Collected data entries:
== Segment start ==
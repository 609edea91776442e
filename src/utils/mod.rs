//! Utils Module - Helper Functions & Shared Utilities
//!
//! Constants, unit conversion and in-process telemetry.

pub mod constants;
pub mod telemetry;

pub use constants::*;
pub use telemetry::*;
//! Core Module - Risk Pipeline
//!
//! Feature extraction, risk scoring and the analyzer that wires them to a
//! wallet source.

pub mod analyzer;
pub mod features;
pub mod risk_score;

pub use analyzer::*;
pub use features::*;
pub use risk_score::*;
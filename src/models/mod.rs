//! Models Module - Data Structures & Configuration
//!
//! Wallet records, feature vectors, verdicts, errors and runtime config.

pub mod config;
pub mod errors;
pub mod types;

pub use config::*;
pub use errors::*;
pub use types::*;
== Segment end ==
**Work request:** Only the stretch of lines that begins with the one holding "filename src/utils/mod.rs" and ends with the last line above belongs in the answer; please write it out exactly.

**Written response:**
filename src/utils/mod.rs
//! Utils Module - Helper Functions & Shared Utilities
//!
//! Constants, unit conversion and in-process telemetry.

pub mod constants;
pub mod telemetry;

pub use constants::*;
pub use telemetry::*;
//! Core Module - Risk Pipeline
//!
//! Feature extraction, risk scoring and the analyzer that wires them to a
//! wallet source.

pub mod analyzer;
pub mod features;
pub mod risk_score;

pub use analyzer::*;
pub use features::*;
pub use risk_score::*;
filename src/models/mod.rs
//! Models Module - Data Structures & Configuration
//!
//! Wallet records, feature vectors, verdicts, errors and runtime config.

pub mod config;
pub mod errors;
pub mod types;

pub use config::*;
pub use errors::*;
pub use types::*;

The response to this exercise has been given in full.